Today’s parents are rearing the next generation in a time of great flux on so many fronts, but perhaps none is more anxiety-inducing and existentially daunting than climate change. Nary a news cycle spins by that doesn’t touch in some way on an environmental crisis: soaring temperatures and extreme weather events, rising sea levels, fires gouging our communities, iconic creatures starving and dying en masse. Our children will be confronted with a world vastly and unpredictably altered by the time they become adults of child-bearing age, when the decision of whether or not to even become parents themselves may be a fraught one to make.

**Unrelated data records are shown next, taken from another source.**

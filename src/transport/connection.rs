//! TCP connection and I/O tasks.
//!
//! This module drives one established socket for both the client and the
//! server side.
//!
//! # I/O Tasks
//!
//! Each connection runs two tokio tasks over the split socket:
//!
//! - The receive loop: read into the [`Session`] buffer, report the bytes,
//!   re-arm the next read (optionally after a throttle delay)
//! - The write loop: execute writes queued through [`Connection::send`]
//!   in order
//!
//! Reads never wait for a write and writes never wait for a read, so both
//! peers may stream at the same time. Completions are reported to the owner
//! through [`LinkHandler`].
//!
//! # Closing
//!
//! A receive completion and a local close may race. Both go through
//! [`Link::mark_closed`], and only the caller that flips the flag reports
//! the disconnect, so it is reported exactly once. Flipping the flag also
//! wakes both tasks, which then stop.

// ============================================================================
// Imports
// ============================================================================

use std::net::{Ipv4Addr, SocketAddr};
use std::sync::Arc;
use std::sync::atomic::{AtomicBool, Ordering};
use std::time::Duration;

use bytes::Bytes;
use tokio::io::{AsyncReadExt, AsyncWriteExt};
use tokio::net::TcpStream;
use tokio::net::tcp::{OwnedReadHalf, OwnedWriteHalf};
use tokio::sync::{mpsc, oneshot, watch};
use tokio::task::JoinHandle;
use tokio::time::{Instant, sleep_until};
use tracing::{debug, trace, warn};

use crate::error::{Error, Result};
use crate::events::Phase;
use crate::identifiers::{ConnectionKey, CorrelationId};

use super::session::Session;

// ============================================================================
// LinkHandler
// ============================================================================

/// Receives the completions of a connection's I/O tasks.
///
/// Called on the task that completed the operation.
pub(crate) trait LinkHandler: Send + Sync + 'static {
    /// A read returned `data`.
    fn on_data(&self, link: &Link, data: Bytes);

    /// A queued write completed.
    fn on_sent(&self, link: &Link, correlation_id: Option<CorrelationId>, len: usize);

    /// A read failed. Followed by [`LinkHandler::on_disconnected`].
    fn on_receive_failed(&self, link: &Link, error: Error);

    /// The peer ended the connection or a read failed.
    fn on_disconnected(&self, link: &Link, correlation_id: Option<CorrelationId>, phase: Phase);
}

// ============================================================================
// LinkOptions
// ============================================================================

/// Per-connection loop settings.
#[derive(Debug, Clone, Copy)]
pub(crate) struct LinkOptions {
    /// Receive buffer size of the session.
    pub buffer_size: usize,
    /// Pause between two reads.
    pub throttle: Duration,
}

// ============================================================================
// Link
// ============================================================================

/// Shared state of one established socket.
#[derive(Debug)]
pub struct Link {
    /// Key derived from the remote endpoint.
    key: ConnectionKey,
    /// Remote endpoint.
    peer: SocketAddr,
    /// Local endpoint.
    local: SocketAddr,
    /// Set once, by whichever side ends the connection first.
    closed: AtomicBool,
    /// Wakes the I/O tasks once `closed` is set.
    closed_tx: watch::Sender<bool>,
}

impl Link {
    /// Returns the connection key.
    #[inline]
    #[must_use]
    pub fn key(&self) -> &ConnectionKey {
        &self.key
    }

    /// Returns the remote endpoint.
    #[inline]
    #[must_use]
    pub const fn peer(&self) -> SocketAddr {
        self.peer
    }

    /// Returns the local endpoint.
    #[inline]
    #[must_use]
    pub const fn local(&self) -> SocketAddr {
        self.local
    }

    /// Returns `true` once the connection has been closed.
    #[inline]
    #[must_use]
    pub fn is_closed(&self) -> bool {
        self.closed.load(Ordering::Acquire)
    }

    /// Flips the closed flag and wakes the I/O tasks.
    ///
    /// Returns `true` only for the first caller.
    pub(crate) fn mark_closed(&self) -> bool {
        let first = self
            .closed
            .compare_exchange(false, true, Ordering::AcqRel, Ordering::Acquire)
            .is_ok();
        if first {
            self.closed_tx.send_replace(true);
        }
        first
    }

    /// Resolves once the connection has been closed.
    async fn wait_closed(closed_rx: &mut watch::Receiver<bool>) {
        let _ = closed_rx.wait_for(|closed| *closed).await;
    }
}

// ============================================================================
// WriteRequest
// ============================================================================

/// A queued write.
struct WriteRequest {
    data: Bytes,
    correlation_id: Option<CorrelationId>,
    reply: oneshot::Sender<Result<usize>>,
}

// ============================================================================
// Connection
// ============================================================================

/// Handle to an established TCP connection.
///
/// Cloning is cheap; all clones drive the same I/O tasks. The tasks end
/// when the peer disconnects, when [`Connection::close`] is called, or when
/// every handle has been dropped.
#[derive(Clone)]
pub struct Connection {
    /// Shared socket state (also held by the I/O tasks).
    link: Arc<Link>,
    /// Channel for queueing writes.
    write_tx: mpsc::UnboundedSender<WriteRequest>,
}

impl Connection {
    /// Wraps an established stream.
    ///
    /// The returned [`ConnectionLoop`] must be spawned to start reading;
    /// until then writes are queued.
    pub(crate) fn open(
        stream: TcpStream,
        peer: SocketAddr,
        options: LinkOptions,
        correlation_id: Option<CorrelationId>,
    ) -> (Self, ConnectionLoop) {
        let local = stream
            .local_addr()
            .unwrap_or_else(|_| SocketAddr::from((Ipv4Addr::UNSPECIFIED, 0)));

        let (closed_tx, _) = watch::channel(false);
        let link = Arc::new(Link {
            key: ConnectionKey::from_addr(peer),
            peer,
            local,
            closed: AtomicBool::new(false),
            closed_tx,
        });
        let (write_tx, write_rx) = mpsc::unbounded_channel();

        let pump = ConnectionLoop {
            stream,
            session: Session::new(peer, correlation_id, options.buffer_size),
            link: Arc::clone(&link),
            write_rx,
            throttle: options.throttle,
        };

        (Self { link, write_tx }, pump)
    }

    /// Returns the shared socket state.
    #[inline]
    #[must_use]
    pub fn link(&self) -> &Link {
        &self.link
    }

    /// Returns the connection key.
    #[inline]
    #[must_use]
    pub fn key(&self) -> &ConnectionKey {
        self.link.key()
    }

    /// Returns the remote endpoint.
    #[inline]
    #[must_use]
    pub fn peer(&self) -> SocketAddr {
        self.link.peer()
    }

    /// Returns `true` once the connection has been closed.
    #[inline]
    #[must_use]
    pub fn is_closed(&self) -> bool {
        self.link.is_closed()
    }

    /// Returns `true` if `link` belongs to this connection.
    #[inline]
    #[must_use]
    pub fn owns(&self, link: &Link) -> bool {
        std::ptr::eq(Arc::as_ptr(&self.link), link)
    }

    /// Writes `data` and waits for the write to complete.
    ///
    /// Returns the number of bytes written.
    ///
    /// # Errors
    ///
    /// - [`Error::ConnectionClosed`] if the connection is closed
    /// - [`Error::SendFailed`] if the socket write fails
    pub async fn send(&self, data: Bytes, correlation_id: Option<CorrelationId>) -> Result<usize> {
        if self.link.is_closed() {
            return Err(Error::ConnectionClosed);
        }

        let (reply, reply_rx) = oneshot::channel();
        self.write_tx
            .send(WriteRequest {
                data,
                correlation_id,
                reply,
            })
            .map_err(|_| Error::ConnectionClosed)?;

        reply_rx.await.map_err(|_| Error::ConnectionClosed)?
    }

    /// Closes the connection.
    ///
    /// Returns `true` if this call closed it, `false` if it was already
    /// closed. No disconnect is reported for a connection closed this way,
    /// and a write blocked on a full socket is abandoned.
    pub fn close(&self) -> bool {
        if !self.link.mark_closed() {
            return false;
        }
        debug!(peer = %self.link.peer, "Connection closed locally");
        true
    }
}

// ============================================================================
// ConnectionLoop
// ============================================================================

/// The not yet started I/O tasks of a [`Connection`].
pub(crate) struct ConnectionLoop {
    stream: TcpStream,
    session: Session,
    link: Arc<Link>,
    write_rx: mpsc::UnboundedReceiver<WriteRequest>,
    throttle: Duration,
}

impl ConnectionLoop {
    /// Spawns the receive and write tasks on the tokio runtime.
    ///
    /// Returns the handle of the receive task.
    pub(crate) fn spawn(self, handler: Arc<dyn LinkHandler>) -> JoinHandle<()> {
        let Self {
            stream,
            session,
            link,
            write_rx,
            throttle,
        } = self;
        let (reader, writer) = stream.into_split();

        debug!(peer = %link.peer, "Connection tasks started");

        tokio::spawn(Self::write_loop(
            writer,
            Arc::clone(&link),
            write_rx,
            Arc::clone(&handler),
        ));
        tokio::spawn(Self::receive_loop(reader, session, link, throttle, handler))
    }

    /// Reads until EOF, a read error, or a local close.
    async fn receive_loop(
        mut reader: OwnedReadHalf,
        mut session: Session,
        link: Arc<Link>,
        throttle: Duration,
        handler: Arc<dyn LinkHandler>,
    ) {
        let mut closed_rx = link.closed_tx.subscribe();
        let mut next_read = Instant::now();

        loop {
            tokio::select! {
                () = Link::wait_closed(&mut closed_rx) => break,

                // Next read, re-armed after every completion
                read = async {
                    sleep_until(next_read).await;
                    reader.read(session.buffer_mut()).await
                } => {
                    if link.is_closed() {
                        trace!(peer = %link.peer, "Discarding read completion after close");
                        break;
                    }

                    match read {
                        Ok(0) => {
                            debug!(peer = %link.peer, "Connection closed by remote");
                            if link.mark_closed() {
                                handler.on_disconnected(
                                    &link,
                                    session.correlation_id().cloned(),
                                    Phase::Receive,
                                );
                            }
                            break;
                        }

                        Ok(count) => {
                            trace!(peer = %link.peer, count, "Data received");
                            handler.on_data(&link, session.take(count));
                            next_read = Instant::now() + throttle;
                        }

                        Err(e) => {
                            warn!(peer = %link.peer, error = %e, "Receive failed");
                            if link.mark_closed() {
                                handler.on_receive_failed(&link, Error::receive_failed(link.peer, e));
                                handler.on_disconnected(
                                    &link,
                                    session.correlation_id().cloned(),
                                    Phase::Receive,
                                );
                            }
                            break;
                        }
                    }
                }
            }
        }

        debug!(peer = %link.peer, "Receive loop terminated");
    }

    /// Executes queued writes in order until the connection closes.
    async fn write_loop(
        mut writer: OwnedWriteHalf,
        link: Arc<Link>,
        mut write_rx: mpsc::UnboundedReceiver<WriteRequest>,
        handler: Arc<dyn LinkHandler>,
    ) {
        let mut closed_rx = link.closed_tx.subscribe();

        loop {
            let request = tokio::select! {
                () = Link::wait_closed(&mut closed_rx) => break,
                request = write_rx.recv() => request,
            };

            let Some(WriteRequest {
                data,
                correlation_id,
                reply,
            }) = request
            else {
                debug!(peer = %link.peer, "All connection handles dropped");
                link.mark_closed();
                break;
            };

            let result = tokio::select! {
                () = Link::wait_closed(&mut closed_rx) => Err(Error::ConnectionClosed),
                result = Self::write(&mut writer, &link, &data) => result,
            };

            if result.is_ok() {
                handler.on_sent(&link, correlation_id, data.len());
            }
            let _ = reply.send(result.map(|()| data.len()));
        }

        if let Err(e) = writer.shutdown().await {
            trace!(peer = %link.peer, error = %e, "Socket shutdown failed");
        }

        debug!(peer = %link.peer, "Write loop terminated");
    }

    /// Writes one buffer to the socket.
    async fn write(writer: &mut OwnedWriteHalf, link: &Link, data: &[u8]) -> Result<()> {
        if link.is_closed() {
            return Err(Error::ConnectionClosed);
        }

        writer
            .write_all(data)
            .await
            .map_err(|e| Error::send_failed(link.peer, e))?;

        trace!(peer = %link.peer, len = data.len(), "Data sent");
        Ok(())
    }
}

// ============================================================================
// Tests
// ============================================================================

Washington Post columnist Elizabeth Bruenig shared this perspective in a 2018 opinion piece: “Children are a clear statement of hope, a demand that we claim accountability for the future. They are a rejection of cavalier disregard for the planet we share.” In our current “climate in doubt,” parents and their children can play a most essential role in the urgent work of planetwide stewardship. To do so, we must overcome the debilitating anxiety and hopelessness caused by our fear of catastrophe and demonstrate to our children through our own positive actions that halting the course of climate change is possible and we are all accountable.
 
ParentMap has pledged to explore the challenges and opportunities of climate action through the lens of parenting in 2020. We’ll bring forward expert perspectives, genius ideas and practical habits and solutions that we hope will help families shift thinking, reevaluate and reform patterns of consumption, and make a difference in ways both small and big. We’ll meet climate custodians and changemakers — many of them kids — who are addressing climate change head-on. In this month’s issue, we focus on the many ways kids and parents can get involved in community science and other amazing local family- and youth-led organizations working for climate action. And one of the best and most enjoyable ways you can train up a future steward of our natural world is to take your tot on a hike
 
Our February issue also shines a light on family love, from sweet and simple ways to show your special valentines you care, to a new look at sibling relationships, to the science and practice of self-compassion, which just might be the very root from which our capacity to love others blooms.